Problem details: Repeat the data exactly as it appears.

──────────

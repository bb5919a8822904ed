//! Dependency resolver (C3).
//!
//! Depth-first closure computation per spec §4.3: "perform a depth-first
//! traversal from `code`; on cycle detection, fail with
//! `CyclicUniverse(path)`". Each attribute's dependencies appear in the
//! output before the attribute itself.

use super::{Universe, UniverseError};

/// Computes the transitive closure of `code`'s dependencies, topologically
/// ordered (dependencies first), with `code` itself appended last.
pub fn closure(universe: &Universe, code: &str) -> Result<Vec<String>, UniverseError> {
    let mut visited = std::collections::HashSet::new();
    let mut on_stack = Vec::new();
    let mut order = Vec::new();
    visit(universe, code, &mut visited, &mut on_stack, &mut order)?;
    Ok(order)
}

fn visit(
    universe: &Universe,
    code: &str,
    visited: &mut std::collections::HashSet<String>,
    on_stack: &mut Vec<String>,
    order: &mut Vec<String>,
) -> Result<(), UniverseError> {
    if visited.contains(code) {
        return Ok(());
    }
    if let Some(pos) = on_stack.iter().position(|c| c == code) {
        let mut path: Vec<String> = on_stack[pos..].to_vec();
        path.push(code.to_string());
        return Err(UniverseError::CyclicUniverse(path));
    }

    let attr = universe
        .attributes_raw()
        .get(code)
        .ok_or_else(|| UniverseError::UnknownAttribute(code.to_string()))?;

    on_stack.push(code.to_string());
    for dep in attr.direct_dependencies() {
        if !universe.attributes_raw().contains_key(&dep) {
            return Err(UniverseError::UnknownAttribute(dep));
        }
        visit(universe, &dep, visited, on_stack, order)?;
    }
    on_stack.pop();

    visited.insert(code.to_string());
    order.push(code.to_string());
    Ok(())
}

──────────

Reply to the exercise:
repository bb5919a8822904ed
//! Dependency resolver (C3).
//!
//! Depth-first closure computation per spec §4.3: "perform a depth-first
//! traversal from `code`; on cycle detection, fail with
//! `CyclicUniverse(path)`". Each attribute's dependencies appear in the
//! output before the attribute itself.

use super::{Universe, UniverseError};

/// Computes the transitive closure of `code`'s dependencies, topologically
/// ordered (dependencies first), with `code` itself appended last.
pub fn closure(universe: &Universe, code: &str) -> Result<Vec<String>, UniverseError> {
    let mut visited = std::collections::HashSet::new();
    let mut on_stack = Vec::new();
    let mut order = Vec::new();
    visit(universe, code, &mut visited, &mut on_stack, &mut order)?;
    Ok(order)
}

fn visit(
    universe: &Universe,
    code: &str,
    visited: &mut std::collections::HashSet<String>,
    on_stack: &mut Vec<String>,
    order: &mut Vec<String>,
) -> Result<(), UniverseError> {
    if visited.contains(code) {
        return Ok(());
    }
    if let Some(pos) = on_stack.iter().position(|c| c == code) {
        let mut path: Vec<String> = on_stack[pos..].to_vec();
        path.push(code.to_string());
        return Err(UniverseError::CyclicUniverse(path));
    }

    let attr = universe
        .attributes_raw()
        .get(code)
        .ok_or_else(|| UniverseError::UnknownAttribute(code.to_string()))?;

    on_stack.push(code.to_string());
    for dep in attr.direct_dependencies() {
        if !universe.attributes_raw().contains_key(&dep) {
            return Err(UniverseError::UnknownAttribute(dep));
        }
        visit(universe, &dep, visited, on_stack, order)?;
    }
    on_stack.pop();

    visited.insert(code.to_string());
    order.push(code.to_string());
    Ok(())
}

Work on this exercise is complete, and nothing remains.